After a day of staring at inane web job application forms, wherein you realize that you've been inside your house staring at a computer screen for ten hours with no discernible result and whining about how your university's academic standards cosmic punk'd you (more on this later), it's time to recharge. Here's a few things to stretch those spunky dendrites:
- Become well-versed in Internet memes. From Long Cat to Hamster Dance, Charlie and the Unicorn to the fine art of Rickrolling, you'll dazzle potential employers with your vast knowledge of the Intertoobz. Or maybe they'll just think you're just one of those dumb hipsters.
- In keeping with the above, learn to speak fluent Lolcats. You'll confuse innocent bystanders and most likely alienate your friends. But hey, why use proper English when you can ask your friends to clarify their speech by saying "Lolwut?"
- Occupy Fivebucks Coffeehouse like Germans in the Sudetenland. Not only will you be able to view hipsters in their natural environment ("Crickey, look at this specimen, huddled behind his MacBook with his Ray-Bans and American Apparel V-neck!") but you'll be able to converse intelligently with them if you've followed Point 1.
- Create playlists for each one of your moods. Play accordingly. I recommend Depeche Mode's "Enjoy the Silence" for a bout of withdrawal, and Bon Jovi's "You Give Love A Bad Name" when rejected from a job. One piece of advice: Don't play Journey, least of all "Don't Stop Believing." Everyone loves Journey. It's a federal law or something.

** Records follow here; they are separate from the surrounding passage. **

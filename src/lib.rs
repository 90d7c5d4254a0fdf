//! # Lifeguard Pivot
//!
//! Many-to-many association field for admin panels, with pivot table
//! detection, over the Lifeguard `may_postgres` execution layer.
//!
//! - [`PivotResolver`] finds the junction table and key columns of a relation,
//!   from a declared [`Relation`] or by naming convention.
//! - [`AssociationField`] reads the current selection and option list, and
//!   replaces the association set from a form submission.
//! - [`MemoryStore`] and [`PgStore`] provide the storage side.

pub mod config;
pub mod connection;
pub mod entity;
pub mod error;
pub mod executor;
pub mod field;
pub mod pivot;
pub mod store;
pub mod transaction;

#[cfg(feature = "tracing")]
mod tracing_helpers;

pub use config::{DatabaseConfig, Settings};
pub use connection::{connect, connect_with, ConnectionError};
pub use entity::{EntityId, EntityType, Model, Record, Relation, RelationKind};
pub use error::{FieldError, StoreError};
pub use executor::{ExecError, Executor, PgExecutor};
pub use field::{
    AssociationField, CandidateOption, DisplayFn, FieldContext, FieldMeta, FieldValue,
    FormRequest, RelationshipConfig, ViewMode,
};
pub use pivot::{PivotInfo, PivotResolver};
pub use store::{
    Backend, EntityCatalog, MemoryStore, PgStore, RelationStore, SchemaCatalog, SyncChanges,
};
pub use transaction::{Transaction, TransactionError};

- If you're female, grab your best girl friend and head to the most tasteless formal gown shop. Find the fugliest dresses you can, try on and take pictures. For some reason this is therapeutic. Maybe it's knowing that since you're unemployed, you won't be asked to wear that fugly bridesmaid dress (burnt copper with chocolate ruffles!) in your college roommate's wedding.
- Become a self-proclaimed artiste and only refer to yourself by one name, for example, JeJune. If it sounds French or Swedish, so much the better. Compose atrocious poetry ("I call this Periwinkle Prosaism") and read dramatically at Fivebucks Coffeehouse. The hipsters will love it.
- Cook odorous concoctions such as anchovy 'n cabbage lasagna and feed them to random people. Claim that it's your great-great-great-grandmother's recipe.
- Kick back and learn a new language via Youtube's University section. After you feed people the anchovy 'n cabbage lasagna, they won't know you're taunting them in Serbo-Croatian.